[Start of Attachment]

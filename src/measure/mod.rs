//! Pairwise similarity and dissimilarity providers.
//!
//! Every clustering algorithm in this crate sees its input only through a
//! [`PairwiseMeasure`]: an item count and a symmetric score `compute(i, j)`.
//! The concrete provider used by the latent-variable builder is
//! [`MutualInfoSimilarity`], the normalized mutual information between two
//! variables, optionally gated by a [`LocalityCriterion`] so that distant
//! markers are never measured.
//!
//! | Provider | Score | Use |
//! |----------|-------|-----|
//! | [`MutualInfoSimilarity`] | `I(a;b) / min(H(a), H(b))` | CAST, Louvain |
//! | [`Dissimilarity`] | `1 - sim` | DBSCAN |
//! | [`MatrixMeasure`] | explicit weights | tests, precomputed graphs |
//! | [`FnMeasure`] | closure | ad-hoc |
//!
//! ```rust
//! use lvclust::measure::{EmpiricalSource, MutualInfoSimilarity, PairwiseMeasure};
//!
//! let data = EmpiricalSource::from_rows(&[
//!     vec![0, 1, 2, 0, 1, 2],
//!     vec![0, 1, 2, 0, 1, 2],
//!     vec![0, 0, 0, 1, 1, 1],
//! ]).unwrap();
//! let mut sim = MutualInfoSimilarity::over_all(&data);
//! assert!((sim.compute(0, 1) - 1.0).abs() < 1e-12);
//! assert!(sim.compute(0, 2) < 1e-12);
//! ```

mod criteria;
mod dissimilarity;
mod matrix;
mod similarity;
mod source;
mod traits;

pub use criteria::{AcceptAll, FnCriterion, LevelledPositionCriterion, PositionCriterion};
pub use dissimilarity::{Dissimilarity, MAX_DISSIMILARITY};
pub use matrix::{FnMeasure, MatrixMeasure};
pub use similarity::{index_of_pair, MutualInfoSimilarity, MAX_SIMILARITY, MIN_SIMILARITY};
pub use source::{EmpiricalSource, VariableSource};
pub use traits::{LocalityCriterion, PairwiseMeasure};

[End of Attachment]

_Task objective_
Write the entries again, exactly as they stand.

_Exercise answer_
filename src/measure/mod.rs
//! Pairwise similarity and dissimilarity providers.
//!
//! Every clustering algorithm in this crate sees its input only through a
//! [`PairwiseMeasure`]: an item count and a symmetric score `compute(i, j)`.
//! The concrete provider used by the latent-variable builder is
//! [`MutualInfoSimilarity`], the normalized mutual information between two
//! variables, optionally gated by a [`LocalityCriterion`] so that distant
//! markers are never measured.
//!
//! | Provider | Score | Use |
//! |----------|-------|-----|
//! | [`MutualInfoSimilarity`] | `I(a;b) / min(H(a), H(b))` | CAST, Louvain |
//! | [`Dissimilarity`] | `1 - sim` | DBSCAN |
//! | [`MatrixMeasure`] | explicit weights | tests, precomputed graphs |
//! | [`FnMeasure`] | closure | ad-hoc |
//!
//! ```rust
//! use lvclust::measure::{EmpiricalSource, MutualInfoSimilarity, PairwiseMeasure};
//!
//! let data = EmpiricalSource::from_rows(&[
//!     vec![0, 1, 2, 0, 1, 2],
//!     vec![0, 1, 2, 0, 1, 2],
//!     vec![0, 0, 0, 1, 1, 1],
//! ]).unwrap();
//! let mut sim = MutualInfoSimilarity::over_all(&data);
//! assert!((sim.compute(0, 1) - 1.0).abs() < 1e-12);
//! assert!(sim.compute(0, 2) < 1e-12);
//! ```

mod criteria;
mod dissimilarity;
mod matrix;
mod similarity;
mod source;
mod traits;

pub use criteria::{AcceptAll, FnCriterion, LevelledPositionCriterion, PositionCriterion};
pub use dissimilarity::{Dissimilarity, MAX_DISSIMILARITY};
pub use matrix::{FnMeasure, MatrixMeasure};
pub use similarity::{index_of_pair, MutualInfoSimilarity, MAX_SIMILARITY, MIN_SIMILARITY};
pub use source::{EmpiricalSource, VariableSource};
pub use traits::{LocalityCriterion, PairwiseMeasure};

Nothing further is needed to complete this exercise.